EXERCISE DESCRIPTION
Read the lines below and count those that have the word "tests". Respond with the number only.

DATASET ENTRIES
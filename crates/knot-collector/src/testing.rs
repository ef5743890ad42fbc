//! Scripted control sessions shared by the unit tests.

use std::collections::VecDeque;
use std::io;
use std::path::Path;
use std::sync::{Arc, Mutex};
use std::time::Duration;

use knot_ctl::{CtlConnector, CtlData, CtlError, CtlResult, CtlSession, CtlType};

/// What the code under test did to its sessions.
#[derive(Debug, Default, Clone)]
pub struct SessionLog {
    pub commands: Vec<String>,
    pub timeouts: Vec<Option<Duration>>,
    pub closes: usize,
}

pub fn stat(section: &str, item: &str, id: &str, value: &str) -> CtlData {
    CtlData {
        section: section.to_string(),
        item: item.to_string(),
        id: id.to_string(),
        data: value.to_string(),
        ..CtlData::default()
    }
}

pub fn zone_stat(zone: &str, section: &str, item: &str, id: &str, value: &str) -> CtlData {
    CtlData {
        zone: zone.to_string(),
        ..stat(section, item, id, value)
    }
}

pub fn zone_value(zone: &str, value: &str) -> CtlData {
    CtlData {
        zone: zone.to_string(),
        data: value.to_string(),
        ..CtlData::default()
    }
}

pub fn value(value: &str) -> CtlData {
    zone_value("", value)
}

/// Replays a fixed response; runs dry with [`CtlError::Closed`].
#[derive(Debug)]
pub struct ScriptedSession {
    units: VecDeque<CtlResult<(CtlType, CtlData)>>,
    send_error: Option<CtlError>,
    log: Arc<Mutex<SessionLog>>,
}

impl ScriptedSession {
    pub fn new(units: Vec<(CtlType, CtlData)>) -> Self {
        Self {
            units: units.into_iter().map(Ok).collect(),
            send_error: None,
            log: Arc::default(),
        }
    }

    /// Response terminated by BLOCK.
    pub fn block(mut units: Vec<(CtlType, CtlData)>) -> Self {
        units.push((CtlType::Block, CtlData::default()));
        Self::new(units)
    }

    pub fn failing_send(message: &str) -> Self {
        Self {
            send_error: Some(CtlError::Send(io::Error::other(message.to_string()))),
            ..Self::new(Vec::new())
        }
    }

    /// Replace the terminator with a receive failure.
    pub fn failing_receive(units: Vec<(CtlType, CtlData)>, message: &str) -> Self {
        let mut session = Self::new(units);
        session
            .units
            .push_back(Err(CtlError::Receive(io::Error::other(message.to_string()))));
        session
    }

    pub fn log(&self) -> Arc<Mutex<SessionLog>> {
        Arc::clone(&self.log)
    }

    fn record(&self, command: String) {
        self.log.lock().unwrap().commands.push(command);
    }
}

impl CtlSession for ScriptedSession {
    fn set_timeout(&mut self, timeout: Option<Duration>) {
        self.log.lock().unwrap().timeouts.push(timeout);
    }

    fn send_command(&mut self, cmd: &str) -> CtlResult<()> {
        self.record(cmd.to_string());
        self.send_error.take().map_or(Ok(()), Err)
    }

    fn send_command_with_type(&mut self, cmd: &str, rtype: &str) -> CtlResult<()> {
        self.record(format!("{cmd} {rtype}"));
        self.send_error.take().map_or(Ok(()), Err)
    }

    fn receive(&mut self) -> CtlResult<(CtlType, CtlData)> {
        self.units.pop_front().unwrap_or(Err(CtlError::Closed))
    }

    fn close(&mut self) {
        self.log.lock().unwrap().closes += 1;
    }
}

/// Yields DATA units forever.
#[derive(Debug)]
pub struct EndlessSession {
    pub unit: CtlData,
    pub received: usize,
}

impl CtlSession for EndlessSession {
    fn set_timeout(&mut self, _timeout: Option<Duration>) {}

    fn send_command(&mut self, _cmd: &str) -> CtlResult<()> {
        Ok(())
    }

    fn send_command_with_type(&mut self, _cmd: &str, _rtype: &str) -> CtlResult<()> {
        Ok(())
    }

    fn receive(&mut self) -> CtlResult<(CtlType, CtlData)> {
        self.received += 1;
        Ok((CtlType::Data, self.unit.clone()))
    }

    fn close(&mut self) {}
}

/// Hands out scripted sessions in order, then refuses connections.
#[derive(Debug)]
pub struct ScriptedConnector {
    sessions: Mutex<VecDeque<ScriptedSession>>,
    log: Arc<Mutex<SessionLog>>,
    pub connects: Mutex<Vec<String>>,
}

impl ScriptedConnector {
    /// All sessions share one log so tests can see the full pass.
    pub fn new(sessions: Vec<ScriptedSession>) -> Self {
        let log: Arc<Mutex<SessionLog>> = Arc::default();
        let sessions = sessions
            .into_iter()
            .map(|mut s| {
                s.log = Arc::clone(&log);
                s
            })
            .collect();
        Self {
            sessions: Mutex::new(sessions),
            log,
            connects: Mutex::new(Vec::new()),
        }
    }

    pub fn log(&self) -> SessionLog {
        self.log.lock().unwrap().clone()
    }

    pub fn connect_count(&self) -> usize {
        self.connects.lock().unwrap().len()
    }
}

impl CtlConnector for ScriptedConnector {
    fn connect(&self, path: &Path) -> CtlResult<Box<dyn CtlSession>> {
        self.connects
            .lock()
            .unwrap()
            .push(path.display().to_string());
        match self.sessions.lock().unwrap().pop_front() {
            Some(session) => Ok(Box::new(session)),
            None => Err(CtlError::Connect {
                path: path.to_path_buf(),
                source: io::Error::new(io::ErrorKind::ConnectionRefused, "connection refused"),
            }),
        }
    }
}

ANSWER FOR THE TASK
2